The MBA said earlier this week that 8.44 percent of homeowners missed at least one mortgage payment in the April-June quarter. That figure, adjusted for seasonal factors, rose 0.12 percentage point from the January-March period.
In a normal market, the percentage of delinquent borrowers is about 1.1 percent, according to the trade group. That being said, it is cause for concern that the figure is currently 8 times what it should be.
However, there is some "good news": delinquent mortgages have fallen from more than 10 percent of residential mortgages a year ago. But there is a catch: the decline is due in part to delays in foreclosure filings that are backlogged in several state courts, including Florida, New Jersey, Illinois and New York.

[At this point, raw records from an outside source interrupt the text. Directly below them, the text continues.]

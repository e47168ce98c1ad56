use anyhow::{Context, Result};
use std::ffi::OsStr;
use std::process::Command;

const CYAN: &str = "\x1b[36m";
const RESET: &str = "\x1b[0m";

fn echo(program: &str, args: &[String]) {
    println!("{}> {} {}{}", CYAN, program, args.join(" "), RESET);
    tracing::debug!(program, args = %args.join(" "), "spawning");
}

/// Run a command, inheriting stdio, failing on non-zero exit
pub fn run<I, S>(program: &str, args: I) -> Result<()>
where
    I: IntoIterator<Item = S>,
    S: AsRef<OsStr>,
{
    let args: Vec<_> = args.into_iter().collect();
    let shown: Vec<String> = args
        .iter()
        .map(|s| s.as_ref().to_string_lossy().into_owned())
        .collect();
    echo(program, &shown);

    let status = Command::new(program)
        .args(&args)
        .status()
        .with_context(|| format!("Failed to run {}", program))?;

    if !status.success() {
        anyhow::bail!("{} failed with exit code {:?}", program, status.code());
    }

    Ok(())
}

/// Run a command and capture trimmed stdout, failing on non-zero exit.
/// stderr passes through to the terminal.
pub fn run_output<I, S>(program: &str, args: I) -> Result<String>
where
    I: IntoIterator<Item = S>,
    S: AsRef<OsStr>,
{
    let args: Vec<_> = args.into_iter().collect();
    let shown: Vec<String> = args
        .iter()
        .map(|s| s.as_ref().to_string_lossy().into_owned())
        .collect();
    echo(program, &shown);

    let output = Command::new(program)
        .args(&args)
        .output()
        .with_context(|| format!("Failed to run {}", program))?;

    if !output.status.success() {
        anyhow::bail!(
            "{} failed with exit code {:?}",
            program,
            output.status.code()
        );
    }

    Ok(String::from_utf8_lossy(&output.stdout).trim().to_string())
}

So in reality, it is not improving economic situations that caused the dip from 10 to 8.44 percent. It is inefficient bureaucracies.
Marketplace analysts are also warning that state and federal investigations into faulty foreclosure paperwork will likely lead to increased foreclosures later this year.
So it was not really good news then, was it?
Analysts say the increase is especially worrisome because it is due mainly to high unemployment, which naturally leads to missed payments which, in turn, leads to foreclosures.
"The current processing delays mean this will not happen quickly, underlining our view that both the housing market and the economy will remain weak for a few years," said Paul Dales, senior U.S. economist at Capital Economics.
But at least for some, there is "nothing wrong with out country right now."
(The Associated Press contributed to this story).